(Stored items)
::::

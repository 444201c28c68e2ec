/*
 * build.rs
 * Copyright (c) 2025 Posit, PBC
 */

//! Site build orchestration.
//!
//! Each `pages` entry in the configuration is one output unit: its fragment
//! sources are read in declared order (directories walked sorted), composed
//! by `weft-compose`, and written to `<out_dir>/<name>.html`. Units are
//! independent: one unit's failure is recorded and reported without
//! aborting its siblings.

use std::path::{Path, PathBuf};

use tracing::{error, info};
use walkdir::WalkDir;
use weft_compose::{EnvSource, Fragment, MissingEnvPolicy, compose};

use crate::config::SiteConfig;
use crate::error::{CoreError, Result};
use crate::markdown;

/// Outcome of one site build.
#[derive(Debug, Default)]
pub struct BuildReport {
    /// Names of units built successfully.
    pub built: Vec<String>,
    /// Failed units with their errors.
    pub failed: Vec<(String, CoreError)>,
}

impl BuildReport {
    /// True when every unit built.
    pub fn is_success(&self) -> bool {
        self.failed.is_empty()
    }

    fn unit(&mut self, name: &str, outcome: Result<()>) {
        match outcome {
            Ok(()) => self.built.push(name.to_string()),
            Err(err) => {
                error!(unit = name, %err, "build failed");
                self.failed.push((name.to_string(), err));
            }
        }
    }
}

/// Build the whole site: Markdown sources first, then every page unit.
pub fn build_site(
    root: &Path,
    config: &SiteConfig,
    env: &dyn EnvSource,
    missing_env: MissingEnvPolicy,
) -> BuildReport {
    let mut report = BuildReport::default();

    if config.markdown_dir.is_some() {
        report.unit(
            "markdown",
            markdown::build_markdowns(root, config).map(|_| ()),
        );
    }

    for (name, sources) in &config.pages {
        report.unit(name, build_page(root, config, name, sources, env, missing_env));
    }
    report
}

/// Build one page unit.
pub fn build_page(
    root: &Path,
    config: &SiteConfig,
    name: &str,
    sources: &[PathBuf],
    env: &dyn EnvSource,
    missing_env: MissingEnvPolicy,
) -> Result<()> {
    let fragments = collect_fragments(root, sources)?;
    let html = compose(&fragments, env, missing_env)?;

    let out_path = root.join(&config.out_dir).join(name).with_extension("html");
    if let Some(parent) = out_path.parent() {
        std::fs::create_dir_all(parent)?;
    }
    std::fs::write(&out_path, html).map_err(|source| CoreError::Write {
        path: out_path.clone(),
        source,
    })?;
    info!(page = name, path = %out_path.display(), "wrote page");
    Ok(())
}

/// Read the ordered fragment list for one output unit.
///
/// A source entry is either a file or a directory; directories contribute
/// their files in sorted walk order. The logical path of each fragment is
/// its site-root-relative path with `/` separators, which is also the form
/// import directives use.
pub fn collect_fragments(root: &Path, sources: &[PathBuf]) -> Result<Vec<Fragment>> {
    let mut fragments = Vec::new();
    for source in sources {
        let absolute = root.join(source);
        if absolute.is_file() {
            fragments.push(read_fragment(root, &absolute)?);
        } else if absolute.is_dir() {
            for entry in WalkDir::new(&absolute).sort_by_file_name() {
                let entry = entry.map_err(|err| {
                    CoreError::Io(err.into_io_error().unwrap_or_else(|| {
                        std::io::Error::other("walkdir loop")
                    }))
                })?;
                if entry.file_type().is_file() {
                    fragments.push(read_fragment(root, entry.path())?);
                }
            }
        } else {
            return Err(CoreError::MissingSource(absolute));
        }
    }
    Ok(fragments)
}

fn read_fragment(root: &Path, path: &Path) -> Result<Fragment> {
    let content = std::fs::read_to_string(path).map_err(|source| CoreError::Read {
        path: path.to_path_buf(),
        source,
    })?;
    Ok(Fragment::new(logical_path(root, path), content))
}

/// Derive a fragment's logical path: site-root relative, `/`-separated.
fn logical_path(root: &Path, path: &Path) -> String {
    let relative = path.strip_prefix(root).unwrap_or(path);
    let parts: Vec<String> = relative
        .components()
        .map(|c| c.as_os_str().to_string_lossy().into_owned())
        .collect();
    parts.join("/")
}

::::

__Instructions for the task__. Extract the complete data, matching each line exactly.

__The completed task__.
repository 444201c28c68e2ec
/*
 * build.rs
 * Copyright (c) 2025 Posit, PBC
 */

//! Site build orchestration.
//!
//! Each `pages` entry in the configuration is one output unit: its fragment
//! sources are read in declared order (directories walked sorted), composed
//! by `weft-compose`, and written to `<out_dir>/<name>.html`. Units are
//! independent: one unit's failure is recorded and reported without
//! aborting its siblings.

use std::path::{Path, PathBuf};

use tracing::{error, info};
use walkdir::WalkDir;
use weft_compose::{EnvSource, Fragment, MissingEnvPolicy, compose};

use crate::config::SiteConfig;
use crate::error::{CoreError, Result};
use crate::markdown;

/// Outcome of one site build.
#[derive(Debug, Default)]
pub struct BuildReport {
    /// Names of units built successfully.
    pub built: Vec<String>,
    /// Failed units with their errors.
    pub failed: Vec<(String, CoreError)>,
}

impl BuildReport {
    /// True when every unit built.
    pub fn is_success(&self) -> bool {
        self.failed.is_empty()
    }

    fn unit(&mut self, name: &str, outcome: Result<()>) {
        match outcome {
            Ok(()) => self.built.push(name.to_string()),
            Err(err) => {
                error!(unit = name, %err, "build failed");
                self.failed.push((name.to_string(), err));
            }
        }
    }
}

/// Build the whole site: Markdown sources first, then every page unit.
pub fn build_site(
    root: &Path,
    config: &SiteConfig,
    env: &dyn EnvSource,
    missing_env: MissingEnvPolicy,
) -> BuildReport {
    let mut report = BuildReport::default();

    if config.markdown_dir.is_some() {
        report.unit(
            "markdown",
            markdown::build_markdowns(root, config).map(|_| ()),
        );
    }

    for (name, sources) in &config.pages {
        report.unit(name, build_page(root, config, name, sources, env, missing_env));
    }
    report
}

/// Build one page unit.
pub fn build_page(
    root: &Path,
    config: &SiteConfig,
    name: &str,
    sources: &[PathBuf],
    env: &dyn EnvSource,
    missing_env: MissingEnvPolicy,
) -> Result<()> {
    let fragments = collect_fragments(root, sources)?;
    let html = compose(&fragments, env, missing_env)?;

    let out_path = root.join(&config.out_dir).join(name).with_extension("html");
    if let Some(parent) = out_path.parent() {
        std::fs::create_dir_all(parent)?;
    }
    std::fs::write(&out_path, html).map_err(|source| CoreError::Write {
        path: out_path.clone(),
        source,
    })?;
    info!(page = name, path = %out_path.display(), "wrote page");
    Ok(())
}

/// Read the ordered fragment list for one output unit.
///
/// A source entry is either a file or a directory; directories contribute
/// their files in sorted walk order. The logical path of each fragment is
/// its site-root-relative path with `/` separators, which is also the form
/// import directives use.
pub fn collect_fragments(root: &Path, sources: &[PathBuf]) -> Result<Vec<Fragment>> {
    let mut fragments = Vec::new();
    for source in sources {
        let absolute = root.join(source);
        if absolute.is_file() {
            fragments.push(read_fragment(root, &absolute)?);
        } else if absolute.is_dir() {
            for entry in WalkDir::new(&absolute).sort_by_file_name() {
                let entry = entry.map_err(|err| {
                    CoreError::Io(err.into_io_error().unwrap_or_else(|| {
                        std::io::Error::other("walkdir loop")
                    }))
                })?;
                if entry.file_type().is_file() {
                    fragments.push(read_fragment(root, entry.path())?);
                }
            }
        } else {
            return Err(CoreError::MissingSource(absolute));
        }
    }
    Ok(fragments)
}

fn read_fragment(root: &Path, path: &Path) -> Result<Fragment> {
    let content = std::fs::read_to_string(path).map_err(|source| CoreError::Read {
        path: path.to_path_buf(),
        source,
    })?;
    Ok(Fragment::new(logical_path(root, path), content))
}

/// Derive a fragment's logical path: site-root relative, `/`-separated.
fn logical_path(root: &Path, path: &Path) -> String {
    let relative = path.strip_prefix(root).unwrap_or(path);
    let parts: Vec<String> = relative
        .components()
        .map(|c| c.as_os_str().to_string_lossy().into_owned())
        .collect();
    parts.join("/")
}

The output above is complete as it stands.